Una de las cuestiones más novedosas de este trabajo es el análisis de la siniestralidad laboral. Obviamente, no existía nada parecido a la prevención de riesgos laborales por lo que había frecuentes lesiones, sobre todo, rotura de huesos, llagas, pérdida de dedos y hernias. No menos interesante es el estudio del impacto medioambiental de las plantaciones, así como de los trapiches e ingenios. Ello provocó una hecatombe ecológica sin precedentes. A medio plazo se deforestó una isla que estaba formada por grandes bosques subtropicales, a la par que se fueron desecando humedales, hasta el punto que, a finales de la centuria, había graves dificultades para conseguir leña para las calderas y agua para mover los mecanismos hidráulicos. Este crecimiento insostenible provocó graves perjuicios al propio sector azucarero. En este sentido, esta obra contribuye a esa nueva corriente historiográfica que trata de reivindicar la naturaleza dentro de la historia.
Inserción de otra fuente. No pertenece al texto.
// Copyright 2026 Google LLC
//
// Licensed under the Apache License, Version 2.0 (the "License");
// you may not use this file except in compliance with the License.
// You may obtain a copy of the License at
//
//     http://www.apache.org/licenses/LICENSE-2.0
//
// Unless required by applicable law or agreed to in writing, software
// distributed under the License is distributed on an "AS IS" BASIS,
// WITHOUT WARRANTIES OR CONDITIONS OF ANY KIND, either express or implied.
// See the License for the specific language governing permissions and
// limitations under the License.
//! The `GeoIP` route predicate.
//!
//! ```text
//! // requests from Germany
//! de: GeoIP("DE") -> "https://de.example.org";
//! // several countries, any case
//! eu: GeoIP("de", "se", "fr", "ch") -> "https://eu.example.org";
//! // lookup failures and unmapped addresses
//! unknown: GeoIP("UNKNOWN") -> "https://intl.example.org";
//! // use the last X-Forwarded-For entry
//! edge: GeoIP("from_last=true", "nl") -> "https://nl.example.org";
//! ```
//!
//! The plugin is loaded with a `db=/path/to/GeoLite2-Country.mmdb` option
//! pointing at a MaxMind country or city database.

use crate::config::{PluginOptions, PredicateConfig};
use crate::database::{CountryLookup, GeoIpDatabase};
use crate::error::{LookupError, Result};
use crate::net;
use crate::routing::{Predicate, PredicateSpec};
use http::Request;
use log::{debug, warn};
use serde_json::Value;
use std::collections::HashSet;
use std::sync::Arc;

pub const PREDICATE_NAME: &str = "GeoIP";

/// Country assigned when the client address cannot be mapped.
pub const UNKNOWN_COUNTRY: &str = "UNKNOWN";

/// Factory for `GeoIP` predicates. Holds the database shared by all routes.
#[derive(Clone)]
pub struct GeoIpSpec {
    db: Arc<dyn CountryLookup>,
}

impl GeoIpSpec {
    /// Parses load-time options and opens the database they name.
    pub fn init<S: AsRef<str>>(opts: &[S]) -> Result<Self> {
        let options = PluginOptions::parse(opts)?;
        let db = GeoIpDatabase::open(&options.db)?;
        Ok(Self::with_database(Arc::new(db)))
    }

    pub fn with_database(db: Arc<dyn CountryLookup>) -> Self {
        Self { db }
    }

    /// Same as [`PredicateSpec::create`], without boxing.
    pub fn create_predicate(&self, args: &[Value]) -> Result<GeoIpPredicate> {
        let config = PredicateConfig::from_args(args)?;
        debug!(
            "geoip: created predicate for {:?} (from_last={})",
            config.countries, config.from_last
        );
        Ok(GeoIpPredicate {
            db: Arc::clone(&self.db),
            config,
        })
    }
}

impl PredicateSpec for GeoIpSpec {
    fn name(&self) -> &str {
        PREDICATE_NAME
    }

    fn create(&self, args: &[Value]) -> Result<Box<dyn Predicate>> {
        Ok(Box::new(self.create_predicate(args)?))
    }
}

pub struct GeoIpPredicate {
    db: Arc<dyn CountryLookup>,
    config: PredicateConfig,
}

impl GeoIpPredicate {
    pub fn countries(&self) -> &HashSet<String> {
        &self.config.countries
    }

    pub fn from_last(&self) -> bool {
        self.config.from_last
    }

    /// Resolves the request's country, `UNKNOWN` when it cannot be
    /// determined. Lookup failures are logged, never returned.
    pub fn country<B>(&self, req: &Request<B>) -> String {
        let src = if self.config.from_last {
            net::remote_host_from_last(req)
        } else {
            net::remote_host(req)
        };

        let lookup = src
            .ok_or(LookupError::MissingAddress)
            .and_then(|addr| self.db.country_code(addr));
        let code = match lookup {
            Ok(code) => code,
            Err(err) => {
                warn!("geoip(): failed to lookup {}: {}", display_addr(src), err);
                None
            }
        };

        match code {
            Some(code) if !code.is_empty() => code.to_uppercase(),
            _ => UNKNOWN_COUNTRY.to_string(),
        }
    }
}

impl Predicate for GeoIpPredicate {
    fn matches(&self, req: &Request<()>) -> bool {
        let country = self.country(req);
        let matched = self.config.countries.contains(&country);
        debug!("geoip: country {} matched={}", country, matched);
        matched
    }
}

fn display_addr(addr: Option<std::net::IpAddr>) -> String {
    addr.map(|a| a.to_string()).unwrap_or_else(|| "<none>".to_string())
}
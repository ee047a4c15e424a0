// Copyright 2026 Google LLC
//
// Licensed under the Apache License, Version 2.0 (the "License");
// you may not use this file except in compliance with the License.
// You may obtain a copy of the License at
//
//     http://www.apache.org/licenses/LICENSE-2.0
//
// Unless required by applicable law or agreed to in writing, software
// distributed under the License is distributed on an "AS IS" BASIS,
// WITHOUT WARRANTIES OR CONDITIONS OF ANY KIND, either express or implied.
// See the License for the specific language governing permissions and
// limitations under the License.
use std::net::IpAddr;
use std::path::PathBuf;
use thiserror::Error;

/// Errors raised while loading the plugin or compiling a route.
#[derive(Error, Debug)]
pub enum Error {
    #[error("missing db= parameter for geoip plugin")]
    MissingDatabase,
    #[error("failed to open db {}: {source}", .path.display())]
    OpenDatabase {
        path: PathBuf,
        #[source]
        source: maxminddb::MaxMindDBError,
    },
    #[error("invalid predicate parameters: {0}")]
    InvalidParameters(String),
    #[error("invalid plugin configuration: {0}")]
    InvalidConfiguration(#[from] serde_json::Error),
}

pub type Result<T> = std::result::Result<T, Error>;

/// Why a request could not be mapped to a country.
///
/// These never fail a request; the predicate logs them and falls back to
/// the `UNKNOWN` country.
#[derive(Error, Debug)]
pub enum LookupError {
    #[error("no client address in request")]
    MissingAddress,
    #[error("address {0} not found in database")]
    NotFound(IpAddr),
    #[error("lookup of {addr} failed: {source}")]
    Database {
        addr: IpAddr,
        #[source]
        source: maxminddb::MaxMindDBError,
    },
}
// Copyright 2026 Google LLC
//
// Licensed under the Apache License, Version 2.0 (the "License");
// you may not use this file except in compliance with the License.
// You may obtain a copy of the License at
//
//     http://www.apache.org/licenses/LICENSE-2.0
//
// Unless required by applicable law or agreed to in writing, software
// distributed under the License is distributed on an "AS IS" BASIS,
// WITHOUT WARRANTIES OR CONDITIONS OF ANY KIND, either express or implied.
// See the License for the specific language governing permissions and
// limitations under the License.
//! Plugin options and route arguments.
//!
//! The host hands the plugin two kinds of configuration:
//!
//! - load-time options, a list of `key=value` strings given once when the
//!   plugin is loaded (`db=/path/to/GeoLite2-Country.mmdb`), and
//! - route arguments, the literals written in a route definition such as
//!   `GeoIP("de", "se", "from_last=true")`.
//!
//! Under a proxy-wasm host both arrive together as one JSON document, see
//! [`HostConfig`].

use crate::error::{Error, Result};
use log::debug;
use serde::Deserialize;
use serde_json::Value;
use std::collections::HashSet;
use std::path::PathBuf;

const DB_OPTION: &str = "db=";
const FROM_LAST_ARG: &str = "from_last=";
const DEFAULT_MATCH_HEADER: &str = "x-geoip-match";

/// Options recognised when the plugin is loaded.
#[derive(Debug, Clone, PartialEq, Eq)]
pub struct PluginOptions {
    /// Path of the MaxMind country or city database.
    pub db: PathBuf,
}

impl PluginOptions {
    /// Parses the load-time option list. Unknown options are ignored so that
    /// newer hosts can pass options this plugin does not know about.
    pub fn parse<S: AsRef<str>>(opts: &[S]) -> Result<Self> {
        let mut db = None;
        for opt in opts {
            if let Some(path) = opt.as_ref().strip_prefix(DB_OPTION) {
                db = Some(path);
            }
        }
        match db {
            Some(path) if !path.is_empty() => Ok(Self { db: path.into() }),
            _ => Err(Error::MissingDatabase),
        }
    }
}

/// Per-route configuration of one `GeoIP` predicate.
#[derive(Debug, Clone, Default, PartialEq, Eq)]
pub struct PredicateConfig {
    /// Upper-cased ISO codes, possibly including `UNKNOWN`.
    pub countries: HashSet<String>,
    /// Take the client address from the end of the `X-Forwarded-For` chain.
    pub from_last: bool,
}

impl PredicateConfig {
    /// Builds the configuration from route arguments.
    ///
    /// Strings of the form `from_last=<bool>` set the address selection, any
    /// other string is a country code. Non-string arguments are skipped.
    pub fn from_args(args: &[Value]) -> Result<Self> {
        let mut config = Self::default();
        for arg in args {
            let Value::String(s) = arg else {
                debug!("geoip: ignoring non-string argument {}", arg);
                continue;
            };
            match s.strip_prefix(FROM_LAST_ARG) {
                Some(flag) => {
                    config.from_last = parse_bool(flag).ok_or_else(|| {
                        Error::InvalidParameters(format!("{}{}", FROM_LAST_ARG, flag))
                    })?;
                }
                None => {
                    config.countries.insert(s.to_uppercase());
                }
            }
        }
        Ok(config)
    }
}

/// Plugin configuration supplied by a proxy-wasm host:
///
/// ```json
/// {
///   "options": ["db=/etc/geoip/GeoLite2-Country.mmdb"],
///   "args": ["de", "se", "from_last=true"],
///   "header": "x-geoip-match"
/// }
/// ```
///
/// The match result is written to `header` as `true` or `false` so the
/// route table can select on it.
#[derive(Debug, Clone, PartialEq, Deserialize)]
pub struct HostConfig {
    #[serde(default)]
    pub options: Vec<String>,
    #[serde(default)]
    pub args: Vec<Value>,
    #[serde(default = "default_match_header")]
    pub header: String,
}

impl HostConfig {
    pub fn from_slice(bytes: &[u8]) -> Result<Self> {
        Ok(serde_json::from_slice(bytes)?)
    }
}

fn default_match_header() -> String {
    DEFAULT_MATCH_HEADER.to_string()
}

/// Accepts the same literals as the gateway's route language.
fn parse_bool(s: &str) -> Option<bool> {
    match s {
        "1" | "t" | "T" | "TRUE" | "true" | "True" => Some(true),
        "0" | "f" | "F" | "FALSE" | "false" | "False" => Some(false),
        _ => None,
    }
}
La industria azucarera dominicana siempre adoleció de varios problemas crónicos: primero, la dependencia de los capitales sevillanos, en su mayor parte de genoveses afincados en la capital del Guadalquivir. Y ello a pesar de las ayudas de hasta 6.000 pesos que la Corona concedía a aquellos que, desde 1520, quisiesen construir un ingenio, además de determinadas exenciones fiscales. Ello provocaba que las condiciones de producción y comercialización se impusieran desde la metrópolis, aunque los intereses no siempre coincidiesen con los de la élite local. Segundo, la competencia del azúcar procedente de otros lugares de América y de la propia España, en especial desde que se desarrolló la industria del dulce en Motril y en la costa levantina. Y tercero, el problema comercial, pues llegaban muy pocos barcos a la isla, y los que lo hacían vendían sus productos a precios muy altos y cobraban altos fletes por embarcar las mercancías de la tierra. Ello provocó un pujante contrabando, que hizo que, a finales del siglo XVI, gran parte del negocio de la isla se realizase al margen de la ley.
Se detectan en la obra pequeñas erratas y errores, sobre todo en los cuadros, pero que no alteran la línea argumental y que, por supuesto, no empañan su valía. Estamos ante una obra llamada a convertirse en un clásico de los estudios sobre plantación y producción de azúcar en el continente americano.